- WHAT YOU NEED TO DO
How many lines in the data that follows contain the word "kind"? Only that number is needed.

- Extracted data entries
####################
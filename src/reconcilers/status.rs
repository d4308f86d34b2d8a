//! Writing the status of a PGAdmin back to the API server.

use kube::ResourceExt as _;
use serde_json::{json, Map, Value};
use tracing::{debug, warn};

use crate::{
    resources::{PGAdmin, PGAdminStatus},
    store::{ObjectKey, ObjectStore},
    Error, Result,
};

/// The JSON merge patch that turns `before` into `after`, or `None` when they are equal.
///
/// Objects are diffed key by key; anything else is replaced whole. Keys that
/// disappeared are sent as `null`.
pub fn merge_diff(before: &Value, after: &Value) -> Option<Value> {
    if before == after {
        return None;
    }

    match (before, after) {
        (Value::Object(before), Value::Object(after)) => {
            let mut patch = Map::new();
            for (key, old) in before {
                match after.get(key) {
                    Some(new) => {
                        if let Some(diff) = merge_diff(old, new) {
                            patch.insert(key.clone(), diff);
                        }
                    }
                    None => {
                        patch.insert(key.clone(), Value::Null);
                    }
                }
            }
            for (key, new) in after {
                if !before.contains_key(key) {
                    patch.insert(key.clone(), new.clone());
                }
            }
            Some(Value::Object(patch))
        }
        _ => Some(after.clone()),
    }
}

/// Patch the status of `pgadmin` if it differs from `before`.
///
/// The patch is pinned to the resource version read during this pass, so a
/// concurrent change to the PGAdmin surfaces as a conflict instead of being
/// overwritten. Returns whether a patch was sent.
pub async fn report_if_changed(
    store: &dyn ObjectStore,
    pgadmin: &PGAdmin,
    before: Option<&PGAdminStatus>,
    field_owner: &str,
) -> Result<bool> {
    let after = pgadmin.status.as_ref();
    if before == after {
        debug!("Status unchanged");
        return Ok(false);
    }

    let to_value = |status: Option<&PGAdminStatus>| match status {
        Some(status) => serde_json::to_value(status),
        None => Ok(json!({})),
    };
    let diff = to_value(before)
        .and_then(|before| Ok(merge_diff(&before, &to_value(after)?)))
        .map_err(|e| Error::StatusWrite(Box::new(e.into())))?;

    // Equal after serialization, e.g. an empty status replacing a missing one
    let Some(diff) = diff else {
        return Ok(false);
    };

    let patch = json!({
        "metadata": { "resourceVersion": pgadmin.resource_version() },
        "status": diff,
    });
    let write = async {
        let key = ObjectKey::of(pgadmin)?;
        store.patch_status(&key, &patch, field_owner).await
    };
    write.await.map_err(|e| {
        warn!("Failed to patch status of {}: {e}", pgadmin.name_any());
        Error::StatusWrite(Box::new(e))
    })?;

    debug!("Patched status");
    Ok(true)
}
//! Narrow access to the Kubernetes object graph.
//!
//! The reconciler never talks to the API server directly; everything it reads
//! or writes goes through [`ObjectStore`], which keeps the pipeline testable
//! without a cluster.

use std::fmt;

use async_trait::async_trait;
use k8s_openapi::api::{
    apps::v1::StatefulSet,
    core::v1::{ConfigMap, PersistentVolumeClaim, Secret},
};
use kube::{core::ObjectMeta, Resource, ResourceExt as _};

#[cfg(test)]
use mockall::automock;

use crate::{
    resources::{PGAdmin, PostgresCluster},
    Error, Result,
};

mod kube_store;
pub use kube_store::KubeStore;

#[cfg(test)]
pub(crate) mod memory;

/// Namespace and name of an object
#[derive(Clone, Debug, PartialEq, Eq, PartialOrd, Ord, Hash)]
pub struct ObjectKey {
    pub namespace: String,
    pub name: String,
}

impl ObjectKey {
    pub fn new(namespace: impl Into<String>, name: impl Into<String>) -> Self {
        Self {
            namespace: namespace.into(),
            name: name.into(),
        }
    }

    /// The key of a namespaced object.
    pub fn of<K: Resource>(object: &K) -> Result<Self> {
        let name = object.name_any();
        let namespace = object
            .namespace()
            .ok_or_else(|| Error::IllegalPGAdmin(name.clone(), "missing namespace".into()))?;
        Ok(Self { namespace, name })
    }
}

impl fmt::Display for ObjectKey {
    fn fmt(&self, f: &mut fmt::Formatter<'_>) -> fmt::Result {
        write!(f, "{}/{}", self.namespace, self.name)
    }
}

/// An object derived from a PGAdmin, one variant per dependent kind.
#[derive(Clone, Debug, PartialEq)]
pub enum Dependent {
    Credentials(Secret),
    Configuration(ConfigMap),
    DataVolume(PersistentVolumeClaim),
    Workload(StatefulSet),
}

impl Dependent {
    pub fn kind(&self) -> &'static str {
        match self {
            Dependent::Credentials(_) => "Secret",
            Dependent::Configuration(_) => "ConfigMap",
            Dependent::DataVolume(_) => "PersistentVolumeClaim",
            Dependent::Workload(_) => "StatefulSet",
        }
    }

    pub fn meta(&self) -> &ObjectMeta {
        match self {
            Dependent::Credentials(o) => o.meta(),
            Dependent::Configuration(o) => o.meta(),
            Dependent::DataVolume(o) => o.meta(),
            Dependent::Workload(o) => o.meta(),
        }
    }

    pub fn key(&self) -> Result<ObjectKey> {
        let meta = self.meta();
        match (&meta.namespace, &meta.name) {
            (Some(namespace), Some(name)) => Ok(ObjectKey::new(namespace, name)),
            _ => Err(Error::IllegalPGAdmin(
                meta.name.clone().unwrap_or_default(),
                format!("{} is missing a name or namespace", self.kind()),
            )),
        }
    }
}

/// Typed operations on the objects this operator reads and writes.
///
/// Lookups return `None` for objects that do not exist. Writes carry a field
/// owner so that other writers of the same objects keep their fields.
#[cfg_attr(test, automock)]
#[async_trait]
pub trait ObjectStore: Send + Sync {
    /// Get a PGAdmin by namespace and name
    async fn get_pgadmin(&self, key: &ObjectKey) -> Result<Option<PGAdmin>>;

    /// Get a Secret by namespace and name
    async fn get_secret(&self, key: &ObjectKey) -> Result<Option<Secret>>;

    /// List every PostgresCluster in a namespace
    async fn list_postgres_clusters(&self, namespace: &str) -> Result<Vec<PostgresCluster>>;

    /// Create or update a dependent with server-side apply, returning what the server stored
    async fn apply(&self, dependent: Dependent, field_owner: &str) -> Result<Dependent>;

    /// Merge `patch` into the status subresource of a PGAdmin
    ///
    /// The patch includes `metadata.resourceVersion`, so a stale writer gets a
    /// conflict instead of overwriting a newer status.
    async fn patch_status(
        &self,
        key: &ObjectKey,
        patch: &serde_json::Value,
        field_owner: &str,
    ) -> Result<()>;
}
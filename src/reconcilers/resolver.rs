//! Loading the PostgresClusters a pgAdmin refers to.

use std::collections::BTreeMap;

use kube::ResourceExt as _;
use tracing::debug;

use crate::{
    resources::{PGAdmin, PostgresCluster, ServerGroup},
    store::ObjectStore,
    Error, Result,
};

/// The PostgresClusters selected by each server group of one pgAdmin,
/// captured once per reconciliation.
///
/// Groups and the clusters within them are ordered by name, so anything
/// rendered from a resolution does not depend on listing order.
#[derive(Clone, Debug, Default, PartialEq)]
pub struct Resolution {
    groups: BTreeMap<String, Vec<PostgresCluster>>,
}

impl Resolution {
    /// Apply the selection of every group to `clusters`.
    pub fn select(groups: &[ServerGroup], clusters: &[PostgresCluster]) -> Result<Self> {
        let mut resolution = Self::default();

        for group in groups {
            let mut selected = Vec::new();
            for cluster in clusters {
                if group.selects(cluster)? {
                    selected.push(cluster.clone());
                }
            }
            selected.sort_by_key(|c| c.name_any());
            resolution.groups.insert(group.name.clone(), selected);
        }

        Ok(resolution)
    }

    /// Every (group name, cluster) pair, in rendering order.
    pub fn clusters(&self) -> impl Iterator<Item = (&str, &PostgresCluster)> {
        self.groups
            .iter()
            .flat_map(|(group, clusters)| clusters.iter().map(move |c| (group.as_str(), c)))
    }

    pub fn group(&self, name: &str) -> Option<&[PostgresCluster]> {
        self.groups.get(name).map(Vec::as_slice)
    }

    pub fn len(&self) -> usize {
        self.groups.values().map(Vec::len).sum()
    }

    pub fn is_empty(&self) -> bool {
        self.len() == 0
    }
}

/// Load the clusters referenced by `pgadmin` from its namespace.
///
/// Skips the list call entirely when there are no server groups.
pub async fn resolve(pgadmin: &PGAdmin, store: &dyn ObjectStore) -> Result<Resolution> {
    if pgadmin.spec.server_groups.is_empty() {
        return Ok(Resolution::default());
    }

    let namespace = pgadmin
        .namespace()
        .ok_or_else(|| Error::IllegalPGAdmin(pgadmin.name_any(), "missing namespace".into()))?;
    let clusters = store.list_postgres_clusters(&namespace).await?;
    let resolution = Resolution::select(&pgadmin.spec.server_groups, &clusters)?;

    debug!(
        clusters = resolution.len(),
        listed = clusters.len(),
        "Resolved PostgresClusters"
    );
    Ok(resolution)
}
use std::sync::Arc;

use async_trait::async_trait;
use kube::{runtime::controller::Action, CustomResourceExt, ResourceExt};

use crate::{config::ImageResolver, store::ObjectStore, Error};

pub mod pgadmin;
pub mod resolver;
pub mod status;
pub mod watch;

pub use pgadmin::reconcile;
pub use resolver::Resolution;

/// The context passed around
#[derive(Clone)]
pub struct Context {
    /// Access to the object graph
    pub store: Arc<dyn ObjectStore>,

    /// Strategy for choosing container images
    pub images: Arc<dyn ImageResolver>,

    /// Field manager for every write made by the reconciler
    pub field_owner: String,
}

/// A resource that can be reconciled by a controller
#[async_trait]
pub(crate) trait Reconcile
where
    Self: CustomResourceExt + ResourceExt,
{
    /// Attempt to reconcile a freshly fetched resource, updating its status in place
    async fn reconcile(&mut self, context: &Context) -> Result<Action, Error>;

    /// Attempt to deploy all necessary sub-resources for this CRD.
    async fn deploy_resources(&self, context: &Context) -> Result<(), Error>;
}
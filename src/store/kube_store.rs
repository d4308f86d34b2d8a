use std::{fmt::Debug, future::Future, time::Duration};

use async_trait::async_trait;
use k8s_openapi::{api::core::v1::Secret, NamespaceResourceScope};
use kube::{
    api::{ListParams, Patch, PatchParams},
    Api, Client, Resource,
};
use serde::{de::DeserializeOwned, Serialize};
use tracing::debug;

use super::{Dependent, ObjectKey, ObjectStore};
use crate::{
    resources::{PGAdmin, PostgresCluster},
    Error, Result,
};

/// [`ObjectStore`] backed by the Kubernetes API server
#[derive(Clone)]
pub struct KubeStore {
    client: Client,
    timeout: Duration,
}

impl KubeStore {
    /// Every request made through this store fails with [`Error::Timeout`]
    /// once `timeout` has elapsed.
    pub fn new(client: Client, timeout: Duration) -> Self {
        Self { client, timeout }
    }

    fn api<K>(&self, namespace: &str) -> Api<K>
    where
        K: Resource<Scope = NamespaceResourceScope>,
        <K as Resource>::DynamicType: Default,
    {
        Api::namespaced(self.client.clone(), namespace)
    }

    async fn apply_object<K>(&self, object: K, field_owner: &str) -> Result<K>
    where
        K: Resource<Scope = NamespaceResourceScope> + Clone + Debug + Serialize + DeserializeOwned,
        <K as Resource>::DynamicType: Default,
    {
        let meta = object.meta();
        let (Some(name), Some(namespace)) = (meta.name.clone(), meta.namespace.clone()) else {
            return Err(Error::IllegalPGAdmin(
                meta.name.clone().unwrap_or_default(),
                "cannot apply an object without name and namespace".into(),
            ));
        };

        debug!(r#"Applying {} "{namespace}/{name}""#, K::kind(&Default::default()));
        let params = PatchParams::apply(field_owner).force();
        with_deadline(
            self.timeout,
            self.api::<K>(&namespace)
                .patch(&name, &params, &Patch::Apply(&object)),
        )
        .await
    }
}

/// Run an API request, giving up after `timeout`.
pub(crate) async fn with_deadline<T>(
    timeout: Duration,
    request: impl Future<Output = Result<T, kube::Error>>,
) -> Result<T> {
    tokio::time::timeout(timeout, request)
        .await
        .map_err(|_| Error::Timeout(timeout))?
        .map_err(Error::from)
}

#[async_trait]
impl ObjectStore for KubeStore {
    async fn get_pgadmin(&self, key: &ObjectKey) -> Result<Option<PGAdmin>> {
        let api = self.api::<PGAdmin>(&key.namespace);
        with_deadline(self.timeout, api.get_opt(&key.name)).await
    }

    async fn get_secret(&self, key: &ObjectKey) -> Result<Option<Secret>> {
        let api = self.api::<Secret>(&key.namespace);
        with_deadline(self.timeout, api.get_opt(&key.name)).await
    }

    async fn list_postgres_clusters(&self, namespace: &str) -> Result<Vec<PostgresCluster>> {
        let api = self.api::<PostgresCluster>(namespace);
        let list = with_deadline(self.timeout, api.list(&ListParams::default())).await?;
        Ok(list.items)
    }

    async fn apply(&self, dependent: Dependent, field_owner: &str) -> Result<Dependent> {
        Ok(match dependent {
            Dependent::Credentials(o) => {
                Dependent::Credentials(self.apply_object(o, field_owner).await?)
            }
            Dependent::Configuration(o) => {
                Dependent::Configuration(self.apply_object(o, field_owner).await?)
            }
            Dependent::DataVolume(o) => {
                Dependent::DataVolume(self.apply_object(o, field_owner).await?)
            }
            Dependent::Workload(o) => Dependent::Workload(self.apply_object(o, field_owner).await?),
        })
    }

    async fn patch_status(
        &self,
        key: &ObjectKey,
        patch: &serde_json::Value,
        field_owner: &str,
    ) -> Result<()> {
        let api = self.api::<PGAdmin>(&key.namespace);
        let params = PatchParams {
            field_manager: Some(field_owner.into()),
            ..Default::default()
        };
        with_deadline(
            self.timeout,
            api.patch_status(&key.name, &params, &Patch::Merge(patch)),
        )
        .await?;
        Ok(())
    }
}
####################
- RESPONSE BOX
4